• _DATA EXCERPTS_
-- Opening Marker --
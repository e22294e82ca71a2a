//! Server-issued payload policies.
//!
//! The store holds the whole policy set and refreshes it in one piece: a
//! stale set is replaced wholesale, never merged. Matching walks the set in
//! priority order (lower value first) and returns the first hit.

use std::sync::Arc;
use std::time::Instant;

use credagent_core::{CacheConfig, Method, TransportClient};
use parking_lot::Mutex;
use serde::{Deserialize, Serialize};
use tracing::{debug, info, warn};

use crate::staleness::{CacheError, CacheResult, Clock, SystemClock};

#[derive(Debug, Clone, Copy, PartialEq, Eq, Serialize, Deserialize)]
#[serde(rename_all = "UPPERCASE")]
pub enum Operation {
    Encrypt,
    Decrypt,
}

#[derive(Debug, Clone, PartialEq, Eq, Serialize, Deserialize)]
#[serde(rename_all = "camelCase")]
pub struct Policy {
    pub name: String,
    pub id: String,
    pub operation: Operation,
    /// Empty matches any domain
    #[serde(default)]
    pub domain: String,
    /// Empty matches any direction
    #[serde(default)]
    pub direction: String,
    /// `*` matches any run of characters
    pub url_pattern: String,
    /// Empty matches any method
    #[serde(default)]
    pub method: String,
    #[serde(default)]
    pub payload_type: String,
    #[serde(default)]
    pub cryption_path: String,
    #[serde(default)]
    pub key_rotation: Option<String>,
    #[serde(default)]
    pub priority: i64,
}

impl Policy {
    pub fn matches(&self, domain: &str, direction: &str, method: &str, url: &str) -> bool {
        field_matches(&self.domain, domain)
            && field_matches(&self.direction, direction)
            && field_matches(&self.method, method)
            && wildcard_match(&self.url_pattern, url)
    }
}

fn field_matches(policy_value: &str, value: &str) -> bool {
    policy_value.is_empty() || policy_value == "*" || policy_value.eq_ignore_ascii_case(value)
}

/// Glob match supporting only `*`.
fn wildcard_match(pattern: &str, text: &str) -> bool {
    let p = pattern.as_bytes();
    let t = text.as_bytes();
    let (mut pi, mut ti) = (0, 0);
    let mut star: Option<usize> = None;
    let mut resume = 0;

    while ti < t.len() {
        if pi < p.len() && p[pi] == b'*' {
            star = Some(pi);
            resume = ti;
            pi += 1;
        } else if pi < p.len() && p[pi] == t[ti] {
            pi += 1;
            ti += 1;
        } else if let Some(s) = star {
            pi = s + 1;
            resume += 1;
            ti = resume;
        } else {
            return false;
        }
    }
    p[pi..].iter().all(|&c| c == b'*')
}

#[derive(Debug, Deserialize)]
struct PolicyDocument {
    #[serde(default)]
    policies: Vec<Policy>,
}

/// Parse a `{"policies": [...]}` document.
pub fn parse_policies(body: &str) -> CacheResult<Vec<Policy>> {
    serde_json::from_str::<PolicyDocument>(body)
        .map(|doc| doc.policies)
        .map_err(|e| CacheError::Upstream(format!("malformed policy document: {}", e)))
}

/// Fetch the policy set with a GET to `url`.
pub fn fetch_policies(transport: &dyn TransportClient, url: &str) -> CacheResult<Vec<Policy>> {
    match transport.send(Method::Get, url, None) {
        Ok(body) => parse_policies(&body),
        Err(err) if matches!(err.status_code(), Some(401) | Some(403)) => {
            Err(CacheError::NotAllowed(err.to_string()))
        }
        Err(err) => Err(CacheError::Upstream(err.to_string())),
    }
}

#[derive(Default)]
struct PolicySet {
    policies: Vec<Policy>,
    last_refreshed_at: Option<Instant>,
    force_stale: bool,
}

pub struct PolicyStore {
    config: CacheConfig,
    clock: Arc<dyn Clock>,
    state: Mutex<PolicySet>,
}

impl PolicyStore {
    pub fn new(config: CacheConfig) -> Self {
        Self::with_clock(config, Arc::new(SystemClock))
    }

    pub fn with_clock(config: CacheConfig, clock: Arc<dyn Clock>) -> Self {
        Self {
            config,
            clock,
            state: Mutex::new(PolicySet::default()),
        }
    }

    pub fn config(&self) -> &CacheConfig {
        &self.config
    }

    /// First policy in priority order matching the request, refreshing the
    /// set first when it is stale.
    pub fn find<F>(
        &self,
        domain: &str,
        direction: &str,
        method: &str,
        url: &str,
        fetch: F,
    ) -> CacheResult<Option<Policy>>
    where
        F: FnOnce() -> CacheResult<Vec<Policy>>,
    {
        let mut set = self.state.lock();
        if self.is_stale(&set) {
            match fetch() {
                Ok(mut policies) => {
                    policies.sort_by_key(|p| p.priority);
                    info!(count = policies.len(), "Policy set refreshed");
                    set.policies = policies;
                    set.last_refreshed_at = Some(self.clock.now());
                    set.force_stale = false;
                }
                Err(err) => {
                    warn!(error = %err, "Policy refresh failed, discarding cached set");
                    *set = PolicySet::default();
                    return Err(err);
                }
            }
        }

        let hit = set
            .policies
            .iter()
            .find(|p| p.matches(domain, direction, method, url))
            .cloned();
        debug!(%domain, %direction, %method, %url, matched = ?hit.as_ref().map(|p| &p.id), "Policy lookup");
        Ok(hit)
    }

    /// Snapshot of the cached set in priority order.
    pub fn policies(&self) -> Vec<Policy> {
        self.state.lock().policies.clone()
    }

    pub fn invalidate(&self) {
        self.state.lock().force_stale = true;
    }

    fn is_stale(&self, set: &PolicySet) -> bool {
        match set.last_refreshed_at {
            None => true,
            Some(_) if set.force_stale => true,
            Some(at) => self
                .config
                .refresh_interval
                .is_expired(self.clock.now().saturating_duration_since(at)),
        }
    }
}

#[cfg(test)]
mod tests {
    use super::*;
    use crate::staleness::ManualClock;
    use credagent_core::RefreshInterval;
    use std::cell::Cell;
    use std::time::Duration;

    const DOC: &str = r#"{
        "policies": [
            {"name": "catch-all", "id": "p-any", "operation": "ENCRYPT",
             "urlPattern": "*", "priority": 100},
            {"name": "orders", "id": "p-orders", "operation": "DECRYPT",
             "domain": "shop.example", "direction": "inbound", "method": "POST",
             "urlPattern": "/api/*/orders", "payloadType": "json",
             "cryptionPath": "$.card", "keyRotation": "daily", "priority": 1}
        ]
    }"#;

    fn store() -> (PolicyStore, Arc<ManualClock>) {
        let clock = Arc::new(ManualClock::new());
        let config = CacheConfig::new(RefreshInterval::from_secs(60), Duration::from_secs(10));
        (PolicyStore::with_clock(config, clock.clone()), clock)
    }

    #[test]
    fn test_wildcards() {
        assert!(wildcard_match("*", ""));
        assert!(wildcard_match("/api/*/orders", "/api/v2/orders"));
        assert!(wildcard_match("/api/*", "/api/v2/orders"));
        assert!(!wildcard_match("/api/*/orders", "/api/v2/items"));
        assert!(wildcard_match("*.json", "a.b.json"));
        assert!(!wildcard_match("/exact", "/exact/more"));
    }

    #[test]
    fn test_first_match_in_priority_order() {
        let (store, _) = store();
        let hit = store
            .find("shop.example", "inbound", "post", "/api/v2/orders", || parse_policies(DOC))
            .unwrap()
            .unwrap();
        assert_eq!(hit.id, "p-orders");
        assert_eq!(hit.operation, Operation::Decrypt);

        let fallback = store
            .find("other.example", "outbound", "GET", "/health", || unreachable!())
            .unwrap()
            .unwrap();
        assert_eq!(fallback.id, "p-any");
        assert_eq!(store.policies()[0].id, "p-orders");
    }

    #[test]
    fn test_replace_all_refresh() {
        let (store, clock) = store();
        store
            .find("", "", "", "/x", || parse_policies(DOC))
            .unwrap();
        assert_eq!(store.policies().len(), 2);

        clock.advance(Duration::from_secs(61));
        let replacement = r#"{"policies": [
            {"name": "only", "id": "p-only", "operation": "ENCRYPT", "urlPattern": "/x"}
        ]}"#;
        let hit = store
            .find("", "", "", "/x", || parse_policies(replacement))
            .unwrap()
            .unwrap();
        assert_eq!(hit.id, "p-only");
        assert_eq!(store.policies().len(), 1);
    }

    #[test]
    fn test_refresh_only_when_stale_or_invalidated() {
        let (store, clock) = store();
        let calls = Cell::new(0);
        let fetch = || {
            calls.set(calls.get() + 1);
            parse_policies(DOC)
        };

        store.find("", "", "", "/a", fetch).unwrap();
        clock.advance(Duration::from_secs(30));
        store.find("", "", "", "/a", fetch).unwrap();
        assert_eq!(calls.get(), 1);

        store.invalidate();
        store.find("", "", "", "/a", fetch).unwrap();
        assert_eq!(calls.get(), 2);
    }

    #[test]
    fn test_failed_refresh_discards_set() {
        let (store, _) = store();
        store.find("", "", "", "/a", || parse_policies(DOC)).unwrap();
        store.invalidate();

        let err = store
            .find("", "", "", "/a", || Err(CacheError::Upstream("down".to_string())))
            .unwrap_err();
        assert_eq!(err, CacheError::Upstream("down".to_string()));
        assert!(store.policies().is_empty());
    }

    #[test]
    fn test_malformed_document() {
        assert!(matches!(
            parse_policies("{\"policies\": 7}"),
            Err(CacheError::Upstream(_))
        ));
        assert!(parse_policies("{}").unwrap().is_empty());
    }
}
-- Closing Marker --
• _WHAT YOU WILL DO_
Reproduce exactly the entries above, limited to the lines from the one with "it is stale." through the one with "refresh failed, discarding", both included.

• _PROBLEM SOLUTION_
    /// set first when it is stale.
    pub fn find<F>(
        &self,
        domain: &str,
        direction: &str,
        method: &str,
        url: &str,
        fetch: F,
    ) -> CacheResult<Option<Policy>>
    where
        F: FnOnce() -> CacheResult<Vec<Policy>>,
    {
        let mut set = self.state.lock();
        if self.is_stale(&set) {
            match fetch() {
                Ok(mut policies) => {
                    policies.sort_by_key(|p| p.priority);
                    info!(count = policies.len(), "Policy set refreshed");
                    set.policies = policies;
                    set.last_refreshed_at = Some(self.clock.now());
                    set.force_stale = false;
                }
                Err(err) => {
                    warn!(error = %err, "Policy refresh failed, discarding cached set");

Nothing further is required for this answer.